GÜNTER BISCHOF, FRITZ PLASSER, and PETER BERGER, EDITORS

The 18 essays in this volume offer innovative scholarship on the dif-ficult transition from empire to republic for the small state of Austria, newly created by the Allied peacemakers in Paris in 1919. They also deal with the complex challenges posed by nation building after a major war, including the ambiguity inherent in the creation of new institutions in politics, economics, social life, and culture.

In 1919 the government of the fledgling Republic of Austria was confronting revolutionary turmoil in the streets of Vienna, a near-total collapse of the agricultural and industrial economies, and the fallout of a crushing military defeat. In addition, the government was over-burdened by the sheer number of new veterans, including the over 100,000 wounded soldiers returning from the frontlines.

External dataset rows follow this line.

use meetmatter_core::{BotError, Message};
use meetmatter_mattermost::api::{ChatApi, PageRequest};
use tracing::debug;

use crate::commands::is_topic_marker;

/// Walks a channel's recent history and keeps the open topics.
#[derive(Clone, Debug, PartialEq, Eq)]
pub struct TopicCollector {
    page_size: u32,
    max_pages: u32,
}

impl Default for TopicCollector {
    fn default() -> Self {
        Self { page_size: 100, max_pages: 1 }
    }
}

impl TopicCollector {
    pub fn new(page_size: u32, max_pages: u32) -> Self {
        Self { page_size: page_size.max(1), max_pages: max_pages.max(1) }
    }

    /// Open topics in the order the server returned them, newest first.
    pub async fn list_open_topics(
        &self,
        api: &dyn ChatApi,
        channel_id: &str,
        bot_user_id: &str,
    ) -> Result<Vec<Message>, BotError> {
        let mut topics = Vec::new();
        let mut before: Option<String> = None;

        for page_index in 0..self.max_pages {
            let page = PageRequest { per_page: self.page_size, before: before.take() };
            let posts = api.channel_posts(channel_id, &page).await.map_err(|error| {
                BotError::fetch(format!("posts of channel {channel_id}"), error)
            })?;

            let fetched = posts.len();
            debug!(channel_id, page_index, fetched, "scanned channel history page");
            before = posts.last().map(|post| post.id.clone());
            topics.extend(posts.into_iter().filter(|post| is_open_topic(post, bot_user_id)));

            if fetched < self.page_size as usize {
                break;
            }
        }

        Ok(topics)
    }
}

pub fn is_open_topic(message: &Message, bot_user_id: &str) -> bool {
    is_topic_marker(&message.hashtags)
        && message.author_id != bot_user_id
        && !message.is_completed()
}
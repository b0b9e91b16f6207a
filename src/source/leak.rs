use std::borrow::Cow;
use std::time::Duration;

use async_trait::async_trait;
use reqwest::Client;
use serde::Serialize;
use tracing::{debug, info};

use super::http::{read_json, require_success};
use super::record::json_scalar;
use super::{Record, SourceAdapter, SourceError, SourceId, Value};
use crate::config::LeakConfig;
use crate::query::Query;

const BASE_URL: &str = "https://leakosintapi.com/";
const TIMEOUT: Duration = Duration::from_secs(20);

/// Bucket name the API uses to say it found nothing.
const ABSENCE_MARKER: &str = "no results found";

#[derive(Debug, Serialize)]
struct LeakRequest<'a> {
    token: &'a str,
    request: &'a str,
    limit: u32,
    lang: &'a str,
}

/// Leak-search API: groups leaked records under named database buckets.
pub struct LeakDatabase {
    http: Client,
    config: LeakConfig,
    base_url: String,
}

impl LeakDatabase {
    pub fn new(http: Client, config: LeakConfig) -> Self {
        Self {
            http,
            config,
            base_url: BASE_URL.to_string(),
        }
    }

    #[cfg(test)]
    pub(crate) fn with_base_url(http: Client, config: LeakConfig, base_url: &str) -> Self {
        Self {
            http,
            config,
            base_url: base_url.to_string(),
        }
    }
}

#[async_trait]
impl SourceAdapter for LeakDatabase {
    fn id(&self) -> SourceId {
        SourceId::LeakDatabase
    }

    fn timeout(&self) -> Duration {
        TIMEOUT
    }

    async fn fetch(&self, query: &Query) -> Result<Record, SourceError> {
        let token = self
            .config
            .token
            .as_deref()
            .ok_or(SourceError::Unconfigured("SLEUTH_LEAK_TOKEN"))?;

        let term = search_term(&query.normalized);
        let target = if term == query.normalized {
            query.normalized.clone()
        } else {
            format!("{} (searched as {term})", query.normalized)
        };
        info!(search = %target, "searching leak database");

        let request = LeakRequest {
            token,
            request: &term,
            limit: self.config.limit,
            lang: &self.config.lang,
        };
        let response = self
            .http
            .post(&self.base_url)
            .json(&request)
            .timeout(TIMEOUT)
            .send()
            .await?;
        let status = response.status().as_u16();
        let body = read_json(require_success(response).await?).await?;

        let record = parse_buckets(&body, status)?;
        if record.is_empty() {
            return Err(SourceError::Empty(format!(
                "No leaked data found for '{target}'"
            )));
        }
        debug!(entries = record.len(), "leak search complete");
        Ok(record)
    }
}

/// Bare 10-12 digit numbers (optionally `+`-prefixed) are searched as `+91…`.
/// Anything else is sent as typed.
pub fn search_term(query: &str) -> Cow<'_, str> {
    let q = query.trim();
    let digits = q.strip_prefix('+').unwrap_or(q);
    if !(10..=12).contains(&digits.len()) || !digits.bytes().all(|b| b.is_ascii_digit()) {
        return Cow::Borrowed(q);
    }
    let local = q.strip_prefix("+91").unwrap_or(q).trim_start_matches('+');
    Cow::Owned(format!("+91{local}"))
}

fn bucket_title(name: &str) -> &str {
    if name.eq_ignore_ascii_case("1win") {
        "STARK (1WIN)"
    } else {
        name
    }
}

/// Flatten `List.<bucket>.Data[]` into one nested map per leaked record.
/// Every matched bucket contributes at least one entry, so an empty record
/// means only the absence marker came back.
fn parse_buckets(body: &serde_json::Value, status: u16) -> Result<Record, SourceError> {
    if let Some(code) = body.get("Error code") {
        return Err(SourceError::upstream(
            status,
            format!("API error: {}", json_scalar(code)),
        ));
    }
    let Some(buckets) = body.get("List").and_then(|l| l.as_object()) else {
        return Err(SourceError::upstream(
            status,
            "unexpected response format from API",
        ));
    };

    let mut record = Record::new();
    for (name, bucket) in buckets {
        if name.eq_ignore_ascii_case(ABSENCE_MARKER) {
            continue;
        }
        let title = bucket_title(name);

        if let Some(info) = bucket.get("InfoLeak").and_then(|i| i.as_str())
            && !info.trim().is_empty()
        {
            record.push(format!("{title}: about"), info.trim());
        }

        let rows = bucket
            .get("Data")
            .and_then(|d| d.as_array())
            .map(Vec::as_slice)
            .unwrap_or_default();
        if rows.is_empty() {
            record.push(title, "0 records");
        }
        for (i, row) in rows.iter().enumerate() {
            let label = format!("{title} #{}", i + 1);
            match row.as_object() {
                Some(fields) => record.push(
                    label,
                    Value::Map(
                        fields
                            .iter()
                            .map(|(k, v)| (k.clone(), json_scalar(v)))
                            .collect(),
                    ),
                ),
                None => record.push(label, json_scalar(row)),
            }
        }
    }
    Ok(record)
}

The redrawn Austrian borders produced a loss of German ethnics and major demographic shifts. Austrians—no longer dominant in a vast empire—were uncertain of their standing. In spite of ideologi-cal conflict between the major political camps, Austria experienced a cultural and educational revival—one that proved essential to forging a new national identity.

GÜNTER BISCHOF is the Marshall Plan Professor of History and the director of Center Austria at the University of New Orleans.

FRITZ PLASSER is professor of political science and Dean of the faculty of Political Science and Sociology, University of Innsbruck, Austria.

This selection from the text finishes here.